◆ TASK TO CARRY OUT:
Taking the entries below from the top, restate each line exactly and end with the line containing "const AUTO_DISMISS_MS: u32 = 4500;".

(Records drawn from a dataset)
▽

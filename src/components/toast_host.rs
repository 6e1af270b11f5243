//! Toast notifications: shared push helper and the rendering host.

use leptos::prelude::*;

use crate::state::toasts::{Toast, ToastKind, ToastState};

#[cfg(feature = "hydrate")]
const AUTO_DISMISS_MS: u32 = 4500;

/// Push a toast onto the shared queue and schedule its auto-dismissal.
pub fn show_toast(toasts: RwSignal<ToastState>, toast: Toast) {
    let id = toast.id;
    toasts.update(|state| {
        state.push(toast);
    });

    #[cfg(feature = "hydrate")]
    leptos::task::spawn_local(async move {
        gloo_timers::future::TimeoutFuture::new(AUTO_DISMISS_MS).await;
        toasts.update(|state| state.dismiss(id));
    });
    #[cfg(not(feature = "hydrate"))]
    let _ = id;
}

/// Fixed-corner stack rendering the toast queue.
#[component]
pub fn ToastHost() -> impl IntoView {
    let toasts = expect_context::<RwSignal<ToastState>>();

    view! {
        <div class="toast-host">
            {move || {
                toasts
                    .get()
                    .items
                    .into_iter()
                    .map(|toast| {
                        let class = match toast.kind {
                            ToastKind::Info => "toast",
                            ToastKind::Error => "toast toast--error",
                        };
                        let id = toast.id;
                        view! {
                            <div class=class>
                                <div class="toast__body">
                                    <span class="toast__title">{toast.title}</span>
                                    <span class="toast__message">{toast.message}</span>
                                </div>
                                <button
                                    class="toast__close"
                                    on:click=move |_| toasts.update(|state| state.dismiss(id))
                                >
                                    "×"
                                </button>
                            </div>
                        }
                    })
                    .collect::<Vec<_>>()
            }}
        </div>
    }
}
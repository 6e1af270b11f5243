//! Application chrome: sticky top navigation wrapped around page content.

use leptos::prelude::*;
use leptos_router::NavigateOptions;
use leptos_router::hooks::use_navigate;

use crate::components::toast_host::show_toast;
use crate::session::AuthSession;
use crate::state::toasts::{Toast, ToastState};

/// Page shell with the Teamboard nav bar: brand, current user, admin-panel
/// entry, and logout.
#[component]
pub fn Layout(children: Children) -> impl IntoView {
    let session = expect_context::<AuthSession>();
    let toasts = expect_context::<RwSignal<ToastState>>();
    let navigate = use_navigate();

    // Pick up role changes made by an admin since this session was cached.
    Effect::new(move || {
        leptos::task::spawn_local(async move {
            session.refresh().await;
        });
    });

    let email = move || {
        session
            .state
            .get()
            .email()
            .map(str::to_owned)
            .unwrap_or_default()
    };
    let initial = move || {
        email()
            .chars()
            .next()
            .map(|c| c.to_uppercase().collect::<String>())
            .unwrap_or_default()
    };

    let on_admin = {
        let navigate = navigate.clone();
        move |_| {
            if session.is_admin() {
                navigate("/admin", NavigateOptions::default());
            } else {
                show_toast(
                    toasts,
                    Toast::error("Access denied", "You don't have admin privileges."),
                );
            }
        }
    };

    let on_logout = move |_| {
        session.log_out();
        show_toast(
            toasts,
            Toast::info("Logged out", "You have been logged out of Teamboard."),
        );
        navigate("/login", NavigateOptions::default());
    };

    view! {
        <div class="layout">
            <nav class="layout__nav">
                <a class="layout__brand" href="/">"Teamboard"</a>
                <div class="layout__user">
                    <span class="layout__email">{email}</span>
                    <span class="layout__avatar">{initial}</span>
                    <button class="btn" on:click=on_admin>"Admin Panel"</button>
                    <button class="btn" on:click=on_logout>"Logout"</button>
                </div>
            </nav>
            <main class="layout__content">{children()}</main>
        </div>
    }
}
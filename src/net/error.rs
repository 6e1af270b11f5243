//! Error-message normalization for backend responses.
//!
//! The backend reports failures as JSON bodies carrying either a `detail`
//! field (validation and auth errors) or a `message` field. Callers always
//! receive a plain human-readable string they can render directly.

#[cfg(test)]
#[path = "error_test.rs"]
mod error_test;

/// Shown when nothing better can be extracted from a failure.
pub const GENERIC_ERROR: &str = "An unexpected error occurred";

/// Extract a display message from an error response body.
///
/// Priority: structured `detail`, then structured `message`, then the
/// provided fallback.
pub fn message_from_body(body: &str, fallback: &str) -> String {
    if let Ok(value) = serde_json::from_str::<serde_json::Value>(body) {
        for key in ["detail", "message"] {
            if let Some(text) = value.get(key).and_then(serde_json::Value::as_str) {
                if !text.is_empty() {
                    return text.to_owned();
                }
            }
        }
    }
    fallback.to_owned()
}

/// Fallback message for an HTTP error with an unusable body.
pub fn fallback_for_status(status: u16) -> String {
    format!("Request failed with status {status}")
}

/// Message for a transport-level failure (no response at all): the error's
/// own text, or the generic fallback if it has none.
pub fn from_transport(err: &impl std::fmt::Display) -> String {
    let text = err.to_string();
    if text.is_empty() { GENERIC_ERROR.to_owned() } else { text }
}
//! Modal dialog for creating or editing an announcement.

use leptos::prelude::*;

use crate::net::types::Announcement;
use crate::state::announcements::Draft;

/// Create/edit form over externally owned draft signals. A blank title or
/// content disables submission, so nothing invalid ever reaches `on_save`;
/// `saving` disables the whole footer while the request is outstanding.
#[component]
pub fn CreateEditDialog(
    editing: RwSignal<Option<Announcement>>,
    title: RwSignal<String>,
    content: RwSignal<String>,
    saving: RwSignal<bool>,
    on_save: Callback<(String, String)>,
    on_cancel: Callback<()>,
) -> impl IntoView {
    let is_edit = move || editing.with(|editing| editing.is_some());

    let draft_valid = move || {
        Draft { title: title.get(), content: content.get() }.is_valid()
    };

    let submit = move || {
        if saving.get_untracked() {
            return;
        }
        let draft = Draft {
            title: title.get_untracked(),
            content: content.get_untracked(),
        };
        if let Some((title, content)) = draft.normalized() {
            on_save.run((title, content));
        }
    };

    let heading = move || {
        if is_edit() { "Edit Announcement" } else { "Create New Announcement" }
    };
    let action_label = move || {
        if saving.get() {
            if is_edit() { "Updating..." } else { "Creating..." }
        } else if is_edit() {
            "Update Announcement"
        } else {
            "Create Announcement"
        }
    };

    view! {
        <div class="dialog-backdrop" on:click=move |_| on_cancel.run(())>
            <div class="dialog" on:click=move |ev| ev.stop_propagation()>
                <h2>{heading}</h2>
                <label class="dialog__label">
                    "Title"
                    <input
                        class="dialog__input"
                        type="text"
                        prop:value=move || title.get()
                        on:input=move |ev| title.set(event_target_value(&ev))
                        on:keydown=move |ev: leptos::ev::KeyboardEvent| {
                            if ev.key() == "Enter" {
                                ev.prevent_default();
                                submit();
                            }
                        }
                    />
                </label>
                <label class="dialog__label">
                    "Content"
                    <textarea
                        class="dialog__textarea"
                        prop:value=move || content.get()
                        on:input=move |ev| content.set(event_target_value(&ev))
                    ></textarea>
                </label>
                <div class="dialog__actions">
                    <button
                        class="btn"
                        disabled=move || saving.get()
                        on:click=move |_| on_cancel.run(())
                    >
                        "Cancel"
                    </button>
                    <button
                        class="btn btn--primary"
                        disabled=move || !draft_valid() || saving.get()
                        on:click=move |_| submit()
                    >
                        {action_label}
                    </button>
                </div>
            </div>
        </div>
    }
}
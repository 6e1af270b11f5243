#[cfg(test)]
#[path = "users_test.rs"]
mod users_test;

use crate::net::types::{Role, User};

/// One row of the admin user table: the server record plus a client-only
/// role edit. The edit is never persisted anywhere — it only survives as
/// long as the row does, and reaches the backend solely as the payload of
/// an explicit save.
#[derive(Clone, Debug, PartialEq, Eq)]
pub struct UserRow {
    pub user: User,
    pub selected_role: Role,
    pub saving: bool,
}

impl UserRow {
    pub fn new(user: User) -> Self {
        Self { selected_role: user.role, user, saving: false }
    }

    /// True while the selected role differs from the last server-confirmed
    /// one. Re-selecting the original role clears it.
    pub fn has_unsaved_changes(&self) -> bool {
        self.selected_role != self.user.role
    }
}

/// Admin user-management state.
#[derive(Clone, Debug, Default)]
pub struct AdminUsersState {
    pub rows: Vec<UserRow>,
    pub loading: bool,
}

impl AdminUsersState {
    /// Replace all rows with a fresh server copy. Local edits are discarded.
    pub fn set_loaded(&mut self, users: Vec<User>) {
        self.rows = users.into_iter().map(UserRow::new).collect();
        self.loading = false;
    }

    pub fn select_role(&mut self, user_id: &str, role: Role) {
        if let Some(row) = self.row_mut(user_id) {
            row.selected_role = role;
        }
    }

    /// Mark one row's save as in flight. Other rows stay editable.
    pub fn begin_save(&mut self, user_id: &str) {
        if let Some(row) = self.row_mut(user_id) {
            row.saving = true;
        }
    }

    /// Adopt the server-confirmed record after a successful role save.
    pub fn finish_save(&mut self, updated: User) {
        let Some(row) = self.row_mut(&updated.id) else { return };
        row.selected_role = updated.role;
        row.saving = false;
        row.user = updated;
    }

    /// A failed save re-enables the row without touching its edit.
    pub fn fail_save(&mut self, user_id: &str) {
        if let Some(row) = self.row_mut(user_id) {
            row.saving = false;
        }
    }

    pub fn admin_count(&self) -> usize {
        self.rows.iter().filter(|row| row.user.role == Role::Admin).count()
    }

    pub fn user_count(&self) -> usize {
        self.rows.iter().filter(|row| row.user.role == Role::User).count()
    }

    fn row_mut(&mut self, user_id: &str) -> Option<&mut UserRow> {
        self.rows.iter_mut().find(|row| row.user.id == user_id)
    }
}
use super::*;

// =============================================================
// Protected routes
// =============================================================

#[test]
fn initializing_shows_loading_placeholder() {
    assert_eq!(protected(SessionStatus::Initializing, false), RouteDecision::Loading);
    assert_eq!(protected(SessionStatus::Initializing, true), RouteDecision::Loading);
}

#[test]
fn anonymous_redirects_to_login() {
    assert_eq!(protected(SessionStatus::Anonymous, false), RouteDecision::ToLogin);
    assert_eq!(protected(SessionStatus::Anonymous, true), RouteDecision::ToLogin);
}

#[test]
fn authenticated_user_renders_plain_routes() {
    assert_eq!(
        protected(SessionStatus::Authenticated(Role::User), false),
        RouteDecision::Render
    );
}

#[test]
fn authenticated_user_is_bounced_from_admin_routes() {
    assert_eq!(
        protected(SessionStatus::Authenticated(Role::User), true),
        RouteDecision::ToHome
    );
}

#[test]
fn authenticated_admin_renders_everything() {
    assert_eq!(
        protected(SessionStatus::Authenticated(Role::Admin), false),
        RouteDecision::Render
    );
    assert_eq!(
        protected(SessionStatus::Authenticated(Role::Admin), true),
        RouteDecision::Render
    );
}

// =============================================================
// Public-only routes
// =============================================================

#[test]
fn public_only_waits_for_restore() {
    assert_eq!(public_only(SessionStatus::Initializing), RouteDecision::Loading);
}

#[test]
fn public_only_passes_anonymous_through() {
    assert_eq!(public_only(SessionStatus::Anonymous), RouteDecision::Render);
}

#[test]
fn public_only_redirects_authenticated_sessions_home() {
    assert_eq!(
        public_only(SessionStatus::Authenticated(Role::User)),
        RouteDecision::ToHome
    );
    assert_eq!(
        public_only(SessionStatus::Authenticated(Role::Admin)),
        RouteDecision::ToHome
    );
}
//! Admin page: user role management table.

use leptos::prelude::*;

use crate::components::toast_host::show_toast;
use crate::net::api;
use crate::net::types::Role;
use crate::state::toasts::{Toast, ToastState};
use crate::state::users::AdminUsersState;

/// User table for admins. Role selects edit a client-only shadow value;
/// nothing reaches the backend until the row's Save is clicked, and a
/// reload (or navigating away and back) discards pending edits.
#[component]
pub fn AdminPage() -> impl IntoView {
    let toasts = expect_context::<RwSignal<ToastState>>();
    let users = RwSignal::new(AdminUsersState::default());

    let load = move || {
        users.update(|state| state.loading = true);
        leptos::task::spawn_local(async move {
            match api::fetch_users().await {
                Ok(list) => users.update(|state| state.set_loaded(list)),
                Err(reason) => {
                    users.update(|state| state.loading = false);
                    show_toast(toasts, Toast::error("Failed to load users", reason));
                }
            }
        });
    };

    Effect::new(move || load());

    let on_save = move |user_id: String| {
        let row = users.with_untracked(|state| {
            state
                .rows
                .iter()
                .find(|row| row.user.id == user_id)
                .map(|row| (row.selected_role, row.saving, row.has_unsaved_changes()))
        });
        let Some((role, saving, unsaved)) = row else {
            return;
        };
        if saving || !unsaved {
            return;
        }
        users.update(|state| state.begin_save(&user_id));
        leptos::task::spawn_local(async move {
            match api::update_user_role(&user_id, role).await {
                Ok(updated) => {
                    users.update(|state| state.finish_save(updated));
                    show_toast(
                        toasts,
                        Toast::info("Role updated", "User role has been changed and saved."),
                    );
                }
                Err(reason) => {
                    users.update(|state| state.fail_save(&user_id));
                    show_toast(toasts, Toast::error("Failed to update role", reason));
                }
            }
        });
    };

    view! {
        <div class="admin">
            <header class="admin__header">
                <h1>"User Role Management"</h1>
                <p class="admin__subtitle">"Manage team member roles and permissions"</p>
            </header>

            <div class="admin__stats">
                <div class="stat-card">
                    <span class="stat-card__label">"Total Users"</span>
                    <span class="stat-card__value">{move || users.with(|state| state.rows.len())}</span>
                </div>
                <div class="stat-card">
                    <span class="stat-card__label">"Administrators"</span>
                    <span class="stat-card__value">{move || users.with(AdminUsersState::admin_count)}</span>
                </div>
                <div class="stat-card">
                    <span class="stat-card__label">"Regular Users"</span>
                    <span class="stat-card__value">{move || users.with(AdminUsersState::user_count)}</span>
                </div>
            </div>

            {move || {
                let state = users.get();
                if state.loading {
                    view! { <p class="admin__placeholder">"Loading users..."</p> }.into_any()
                } else if state.rows.is_empty() {
                    view! {
                        <div class="admin__empty">
                            <h3>"No users found"</h3>
                            <p>"Users will appear here once they sign up."</p>
                        </div>
                    }
                        .into_any()
                } else {
                    view! {
                        <table class="admin__table">
                            <thead>
                                <tr>
                                    <th>"User Email"</th>
                                    <th>"Current Role"</th>
                                    <th>"Actions"</th>
                                </tr>
                            </thead>
                            <tbody>
                                {state
                                    .rows
                                    .iter()
                                    .map(|row| {
                                        let select_id = row.user.id.clone();
                                        let save_id = row.user.id.clone();
                                        let saving = row.saving;
                                        let unsaved = row.has_unsaved_changes();
                                        let selected = row.selected_role;
                                        let badge = match row.user.role {
                                            Role::Admin => "badge badge--admin",
                                            Role::User => "badge",
                                        };
                                        let save_label = if saving {
                                            "Saving..."
                                        } else if unsaved {
                                            "Save"
                                        } else {
                                            "Saved"
                                        };
                                        view! {
                                            <tr>
                                                <td class="admin__email">{row.user.email.clone()}</td>
                                                <td>
                                                    <span class=badge>{row.user.role.label()}</span>
                                                </td>
                                                <td class="admin__actions">
                                                    <select on:change=move |ev| {
                                                        let role = Role::parse(&event_target_value(&ev));
                                                        users.update(|state| state.select_role(&select_id, role));
                                                    }>
                                                        <option value="user" selected={selected == Role::User}>
                                                            "User"
                                                        </option>
                                                        <option value="admin" selected={selected == Role::Admin}>
                                                            "Admin"
                                                        </option>
                                                    </select>
                                                    <button
                                                        class="btn btn--small"
                                                        disabled={saving || !unsaved}
                                                        on:click=move |_| on_save(save_id.clone())
                                                    >
                                                        {save_label}
                                                    </button>
                                                </td>
                                            </tr>
                                        }
                                    })
                                    .collect::<Vec<_>>()}
                            </tbody>
                        </table>
                    }
                        .into_any()
                }
            }}
        </div>
    }
}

△

◆ OUTPUT BELOW:
filename src/components/toast_host.rs
repository 6e1af270b11f5243
//! Toast notifications: shared push helper and the rendering host.

use leptos::prelude::*;

use crate::state::toasts::{Toast, ToastKind, ToastState};

#[cfg(feature = "hydrate")]
const AUTO_DISMISS_MS: u32 = 4500;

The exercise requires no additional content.